The character and impact of colonial political economy on policing and police were incisively
captured by Onoge (1993:178). “During colonial rule in Nigeria, members of various colonial police
forces were accused of looting, stealing and generally taking advantage of their positions”. Rather than
keep peace for the community, they “turned themselves loose upon the people, filling up the role vacated
by kidnappers, rioters, marauders, and free booters.” (Ukpabi, 1987:53.4). The struggles for
decolonization and independence in Nigeria were vigorously waged and predicated on the belief by the
majority of the anti-colonial activists and ordinary people that self-governance, which political
independence promised would bring an end to the oppression and exploitation, and a transformation of
the socio-political and economic forces and institutions that sustain them, which include the Nigeria
Police Force. But that did not happen, in the case of the police, Adisa, (19999:7) notes:
Many people thought that from being the enemies of the people, the police would become
friends of the people as well as the custodians of law and order in society. Regrettably,
this has not turned out to be so. Almost four decades after independence, the police are
yet to change its orientation to a people-oriented police force.”

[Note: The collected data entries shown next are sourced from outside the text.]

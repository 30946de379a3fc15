// Driver package / 驱动包
pub mod local;
pub mod memory;

use anyhow::Result;
use std::sync::Arc;

use crate::config::BackendConfig;
use crate::storage::DriverBox;

/// Build the configured backend / 根据配置创建驱动
pub fn build(config: &BackendConfig) -> Result<DriverBox> {
    let driver: DriverBox = match config {
        BackendConfig::Local { root, .. } => {
            Arc::new(local::LocalDriver::open(root, config.capability())?)
        }
        BackendConfig::Memory { .. } => Arc::new(memory::MemoryDriver::new(config.capability())),
    };
    tracing::info!("Driver created: {} ({:?})", driver.name(), driver.capabilities());
    Ok(driver)
}
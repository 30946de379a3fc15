use anyhow::{anyhow, Result};
use async_trait::async_trait;
use bytes::{Bytes, BytesMut};
use parking_lot::Mutex;
use std::collections::{BTreeMap, HashMap};
use std::sync::Arc;
use tokio::io::{AsyncRead, AsyncReadExt};

use crate::storage::{
    Appender, Capability, Multiparter, Object, Part, PartReceipt, StorageDriver, WriteOptions,
};

/// 进行中的分片上传
struct Upload {
    path: String,
    content_type: String,
    parts: BTreeMap<u32, Bytes>,
}

/// Shared object store behind the memory driver / 内存驱动的共享存储
#[derive(Default)]
pub struct MemoryStore {
    objects: Mutex<HashMap<String, StoredObject>>,
    uploads: Mutex<HashMap<String, Upload>>,
}

struct StoredObject {
    data: BytesMut,
    content_type: String,
}

impl MemoryStore {
    /// Read exactly `size` bytes, failing on a short reader / 读取指定长度，不足则报错
    async fn read_exact_len(reader: &mut (dyn AsyncRead + Unpin + Send), size: u64) -> Result<Bytes> {
        let mut data = Vec::with_capacity(size.min(16 * 1024 * 1024) as usize);
        reader.take(size).read_to_end(&mut data).await?;
        if data.len() as u64 != size {
            return Err(anyhow!("short read: expected {} bytes, got {}", size, data.len()));
        }
        Ok(Bytes::from(data))
    }
}

#[async_trait]
impl Appender for MemoryStore {
    async fn create_append(&self, path: &str, options: &WriteOptions) -> Result<Object> {
        let mut objects = self.objects.lock();
        objects.insert(
            path.to_string(),
            StoredObject {
                data: BytesMut::new(),
                content_type: options.content_type().to_string(),
            },
        );
        Ok(Object::new(path))
    }

    async fn write_append(
        &self,
        object: &mut Object,
        reader: &mut (dyn AsyncRead + Unpin + Send),
        size: u64,
    ) -> Result<u64> {
        let data = Self::read_exact_len(reader, size).await?;

        let mut objects = self.objects.lock();
        let stored = objects
            .get_mut(&object.path)
            .ok_or_else(|| anyhow!("append object not found: {}", object.path))?;

        // 追加位置必须与对象当前长度一致
        if stored.data.len() as u64 != object.append_offset {
            return Err(anyhow!(
                "append position mismatch: object has {} bytes, writer is at {}",
                stored.data.len(),
                object.append_offset
            ));
        }

        stored.data.extend_from_slice(&data);
        object.append_offset += data.len() as u64;
        Ok(data.len() as u64)
    }
}

#[async_trait]
impl Multiparter for MemoryStore {
    async fn create_multipart(&self, path: &str, options: &WriteOptions) -> Result<Object> {
        let upload_id = uuid::Uuid::new_v4().to_string();
        self.uploads.lock().insert(
            upload_id.clone(),
            Upload {
                path: path.to_string(),
                content_type: options.content_type().to_string(),
                parts: BTreeMap::new(),
            },
        );
        Ok(Object::new(path).with_upload_id(upload_id))
    }

    async fn write_multipart(
        &self,
        object: &Object,
        reader: &mut (dyn AsyncRead + Unpin + Send),
        size: u64,
        index: u32,
    ) -> Result<PartReceipt> {
        let upload_id = object.multipart_id()?;
        let data = Self::read_exact_len(reader, size).await?;
        let etag = format!("{:x}", md5::compute(&data));

        let mut uploads = self.uploads.lock();
        let upload = uploads
            .get_mut(upload_id)
            .ok_or_else(|| anyhow!("multipart upload not found: {}", upload_id))?;
        let written = data.len() as u64;
        upload.parts.insert(index, data);

        Ok(PartReceipt::new(written).with_etag(etag))
    }

    async fn complete_multipart(&self, object: &Object, parts: &[Part]) -> Result<()> {
        let upload_id = object.multipart_id()?;

        let mut uploads = self.uploads.lock();
        let upload = uploads
            .get(upload_id)
            .ok_or_else(|| anyhow!("multipart upload not found: {}", upload_id))?;

        let mut assembled = BytesMut::new();
        for part in parts {
            let data = upload
                .parts
                .get(&part.index)
                .ok_or_else(|| anyhow!("part {} was never uploaded", part.index))?;
            if data.len() as u64 != part.size {
                return Err(anyhow!(
                    "part {} size mismatch: stored {}, listed {}",
                    part.index,
                    data.len(),
                    part.size
                ));
            }
            if let Some(etag) = &part.etag {
                let actual = format!("{:x}", md5::compute(data));
                if &actual != etag {
                    return Err(anyhow!("part {} etag mismatch", part.index));
                }
            }
            assembled.extend_from_slice(data);
        }

        let content_type = upload.content_type.clone();
        let path = upload.path.clone();
        uploads.remove(upload_id);
        drop(uploads);

        self.objects.lock().insert(
            path,
            StoredObject {
                data: assembled,
                content_type,
            },
        );
        Ok(())
    }
}

/// Memory driver / 内存驱动
#[derive(Clone)]
pub struct MemoryDriver {
    capability: Capability,
    store: Arc<MemoryStore>,
}

impl MemoryDriver {
    pub fn new(capability: Capability) -> Self {
        Self {
            capability,
            store: Arc::new(MemoryStore::default()),
        }
    }

    /// Content of a completed object / 获取对象内容
    pub fn get(&self, path: &str) -> Option<Bytes> {
        self.store
            .objects
            .lock()
            .get(path)
            .map(|o| o.data.clone().freeze())
    }

    pub fn content_type(&self, path: &str) -> Option<String> {
        self.store.objects.lock().get(path).map(|o| o.content_type.clone())
    }

    /// Paths of all stored objects, sorted / 所有对象路径
    pub fn paths(&self) -> Vec<String> {
        let mut paths: Vec<String> = self.store.objects.lock().keys().cloned().collect();
        paths.sort();
        paths
    }

    /// Multipart uploads not yet completed / 未完成的分片上传数
    pub fn pending_uploads(&self) -> usize {
        self.store.uploads.lock().len()
    }
}

impl StorageDriver for MemoryDriver {
    fn name(&self) -> &str {
        "memory"
    }

    fn capabilities(&self) -> Capability {
        self.capability
    }

    fn appender(&self) -> Option<Arc<dyn Appender>> {
        if !self.capability.can_append {
            return None;
        }
        Some(self.store.clone())
    }

    fn multiparter(&self) -> Option<Arc<dyn Multiparter>> {
        if !self.capability.can_multipart_upload {
            return None;
        }
        Some(self.store.clone())
    }
}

The police could not change the hostile character of its relationship with the people at independence
because the unequal economic, social and political structures of the Nigerian society did not undergo
any radical change in 1960. What the country witnessed was change of the color of the rulers and not the
content of their character or manner of behaviour. They retained all the colonial oppressive structures
and policies and used the police to enforce them. Consequently, the police have continued to be
accountable to the rulers (as they did under colonial rule) who often are neither legitimate representative
of the citizens nor accountable to the people. The first and fundamental problem with police-community
relations in the country is that the nation’s successive governments were largely not expression of the
aspirations, interests, and will of the people. They were often usurpers of people’s power and sovereignty
through violence (coup) and electoral fraud; exploiters of the people, as well as mass poverty, ignorance,
homelessness, ill-health, etc. on the vast majority of the population. These conditions fostered
antagonism between the government and the citizens. Police are recruited to suppress the opposition of
the citizens against government. In the circumstances, police community relations cannot but be hostile
( Alemika, 1999).
Today in Nigeria, it can be argued that the economic, social and political systems have remained largely
exploitative and oppressive of the vast majority of the citizens. Consequently, the Nigerian police in
trying to conserve and reproduce that status quo, have conducted and continued to conduct themselves in
manners that are adversarial to the oppressed and marginal strata of the Nigerian society and by so doing
setting the stage for the continuing conflictual relationship they have with the majority of the population.
The point or deduction that could easily be made from this inherent hostile relations that existed and has
continued till this day between the Nigerian police and majority of the Nigerian population has all
along constituted a big barrier against any effective implementation of community policing which is, of
course, anchored on the principle of stronger and sustainable community-police partnership.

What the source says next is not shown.